Automation systems - Automation systems enhance the functional control that you have over your pool. When you have a fancy swimming pool with a lot of options an automation system is the best way to handle the day to day interaction with your pool system. When you are talking about conserving costs and low cost pool installations then there really is no need to add any sort of automation. With a basic pool filtration installation there is very little day to day interaction that you actually need to do. The truth is that the variable speed pump that I recommended you to invest in is actually a form of automation already since you will be able to program your pump to follow daily filtration schedules to minimize your needed interaction with the pool system. If you did want to add automation control the cost of this will depend entirely on what kind of control you need, and also what you are controlling. Anything is possible today with apps, motorized valve controllers, synched lighting but the more complex your automation demands, the more expensive your system will be.

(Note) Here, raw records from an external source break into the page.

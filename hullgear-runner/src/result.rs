//! Run result: the committed ledger trace plus summary statistics.

use chrono::{DateTime, Utc};
use serde::{Deserialize, Serialize};

use hullgear_core::domain::{Bar, BarOutcome};

use crate::config::{RunConfig, RunId};

/// Bumped whenever the serialized result layout changes.
pub const SCHEMA_VERSION: u32 = 1;

/// Complete result of a run.
///
/// Contains the per-bar ledger trace, per-period gear choices, summary
/// statistics, and the config that produced it (for reruns and artifact
/// inspection). `run_id` is the config hash, so identical configs map to
/// identical artifact names.
#[derive(Debug, Clone, Serialize, Deserialize)]
pub struct BacktestResult {
    pub schema_version: u32,

    /// Config hash identifying this run.
    pub run_id: RunId,

    /// When the run was executed.
    pub created_at: DateTime<Utc>,

    /// The config that produced this result.
    pub config: RunConfig,

    /// Final score: realized profit plus mark-to-market at the last bar.
    pub score: f64,

    /// Chosen gear per period (`None` = the period ran with no gear).
    pub choices: Vec<Option<usize>>,

    /// One row per bar of the committed ledger.
    pub trace: Vec<TraceRow>,

    pub stats: RunStats,
}

/// One committed ledger row, keyed by bar time.
///
/// Trade marks and the active trend line are `None` where undefined
/// (no fill on the bar, no gear active) so the rows serialize cleanly
/// to both JSON and CSV.
#[derive(Debug, Clone, Serialize, Deserialize, PartialEq)]
pub struct TraceRow {
    pub time: DateTime<Utc>,
    pub close: f64,
    pub gear: Option<usize>,
    pub active_price: Option<f64>,
    pub buy_price: Option<f64>,
    pub sell_price: Option<f64>,
    pub open_size: i64,
    pub open_price: f64,
    pub gross_profit: f64,
    pub position_value: f64,
}

impl TraceRow {
    pub fn from_outcome(bar: &Bar, outcome: &BarOutcome) -> Self {
        Self {
            time: bar.time,
            close: bar.close,
            gear: outcome.gear,
            active_price: finite(outcome.active_price),
            buy_price: finite(outcome.buy_price),
            sell_price: finite(outcome.sell_price),
            open_size: outcome.open_size,
            open_price: outcome.open_price,
            gross_profit: outcome.gross_profit,
            position_value: outcome.position_value,
        }
    }
}

fn finite(value: f64) -> Option<f64> {
    if value.is_finite() {
        Some(value)
    } else {
        None
    }
}

/// Summary statistics over a run's trace.
#[derive(Debug, Clone, Serialize, Deserialize, PartialEq)]
pub struct RunStats {
    pub bars: usize,
    pub periods: usize,
    pub buys: usize,
    pub sells: usize,
    /// Realized profit at the last bar.
    pub gross_profit: f64,
    /// Mark-to-market of any still-open position at the last bar.
    pub final_position_value: f64,
}

impl RunStats {
    pub fn from_trace(trace: &[TraceRow], periods: usize) -> Self {
        let buys = trace.iter().filter(|row| row.buy_price.is_some()).count();
        let sells = trace.iter().filter(|row| row.sell_price.is_some()).count();
        let (gross_profit, final_position_value) = trace
            .last()
            .map(|row| (row.gross_profit, row.position_value))
            .unwrap_or((0.0, 0.0));

        Self {
            bars: trace.len(),
            periods,
            buys,
            sells,
            gross_profit,
            final_position_value,
        }
    }
}
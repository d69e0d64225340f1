//! Trend-line indicators.
//!
//! Both indicators implement the `Indicator` trait and are computed once,
//! up front, over the whole feed. They smooth the bar's typical price
//! (ohlc4), not the close — entries and exits read kinematics off these
//! lines, and only the fill itself uses the close.

pub mod hma;
pub mod wma;

pub use hma::Hma;
pub use wma::{wma_of_series, Wma};

use crate::domain::Bar;

/// A causal, precomputable trend line over a bar feed.
///
/// `compute` returns one value per bar; values inside the lookback window
/// are NaN. A value at index i depends only on bars <= i.
pub trait Indicator {
    fn name(&self) -> &str;

    /// Number of leading bars that produce NaN output.
    fn lookback(&self) -> usize;

    fn compute(&self, bars: &[Bar]) -> Vec<f64>;
}

/// Create synthetic bars from prices for testing.
///
/// All four OHLC fields are set to the price, so typical price equals the
/// input exactly and indicator expectations stay hand-checkable. Bars are
/// spaced one minute apart starting well before the session cutoff.
#[cfg(test)]
pub fn make_bars(prices: &[f64]) -> Vec<crate::domain::Bar> {
    use chrono::TimeZone;
    let base = chrono::Utc
        .with_ymd_and_hms(2022, 9, 9, 9, 30, 0)
        .unwrap();
    prices
        .iter()
        .enumerate()
        .map(|(i, &p)| crate::domain::Bar {
            time: base + chrono::Duration::minutes(i as i64),
            open: p,
            high: p,
            low: p,
            close: p,
        })
        .collect()
}

/// Assert two f64 values are approximately equal (within epsilon).
#[cfg(test)]
pub fn assert_approx(actual: f64, expected: f64, epsilon: f64) {
    assert!(
        (actual - expected).abs() < epsilon,
        "assert_approx failed: actual={actual}, expected={expected}, diff={}, epsilon={epsilon}",
        (actual - expected).abs()
    );
}

/// Default epsilon for indicator tests.
#[cfg(test)]
pub const DEFAULT_EPSILON: f64 = 1e-9;
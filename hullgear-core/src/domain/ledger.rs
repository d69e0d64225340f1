//! Simulated position ledger — the state carried bar-to-bar by every
//! simulation, committed or what-if.

use serde::{Deserialize, Serialize};

/// Position and realized-profit state at a bar boundary.
///
/// Invariant: `open_size` is either 0 or the fixed position size of the
/// gear configuration — the strategy never scales in or out.
/// `gross_profit` changes only at a sell event, by
/// `(close_at_sell - open_price) * open_size`.
#[derive(Debug, Clone, Copy, PartialEq, Serialize, Deserialize)]
pub struct LedgerState {
    pub open_size: i64,
    pub open_price: f64,
    pub gross_profit: f64,
}

impl LedgerState {
    /// The state every run starts from: flat, nothing realized.
    pub fn flat() -> Self {
        Self {
            open_size: 0,
            open_price: 0.0,
            gross_profit: 0.0,
        }
    }

    /// Unrealized mark-to-market against `price`.
    pub fn position_value(&self, price: f64) -> f64 {
        self.open_size as f64 * (price - self.open_price)
    }

    /// Checks the ledger shape. A violation here is a programmer error,
    /// not a data problem, so callers assert on it in debug builds.
    pub fn is_well_formed(&self, position_size: i64) -> bool {
        (self.open_size == 0 || self.open_size == position_size)
            && (self.open_size != 0 || self.open_price == 0.0)
    }
}

/// Per-bar outcome row of a committed selector run.
///
/// `buy_price`/`sell_price` are NaN unless the action occurred that bar.
/// `gear` is `None` for a period where no candidate produced a finite
/// score (the ledger is force-flattened over such a period).
#[derive(Debug, Clone, Copy, Serialize, Deserialize)]
pub struct BarOutcome {
    pub gear: Option<usize>,
    pub active_price: f64,
    pub buy_price: f64,
    pub sell_price: f64,
    pub open_size: i64,
    pub open_price: f64,
    pub gross_profit: f64,
    pub position_value: f64,
}

impl BarOutcome {
    pub fn state(&self) -> LedgerState {
        LedgerState {
            open_size: self.open_size,
            open_price: self.open_price,
            gross_profit: self.gross_profit,
        }
    }
}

The most expensive pool upgrades - There are some upgrades that you can add to a new swimming pool installation that drastically increase the price. These usually involve additional water features or bodies of water such as an attached hot tub. Not only are you paying for the tub itself, but also the mechanical systems needed to operate it such as more pumps, filters, heater, concrete, electrical installation, gas lines...and hot tubs are not the only large and costly upgrade option on a new pool. Vanishing edge pools (infinity edge, negative edge, knife edge) require additional surge tank reservoirs, pumps, extra thick walls, more mechanical equipment and plumbing. To a lesser extent infloor cleaning systems also require appreciable time and material upgrades to a standard pool installation, as do automatic safety covers. But the benefits from upgrades like these two can be very alluring to someone shopping for a new pool. Safety or ease of maintenance are often two of the most vocalized concerns of new pool shoppers but when you add individual components in the $5000 to $10,000 to a project the final total can get out of hand pretty quickly for a budget minded individual. Here is an article that talks more about upgrades for new pools.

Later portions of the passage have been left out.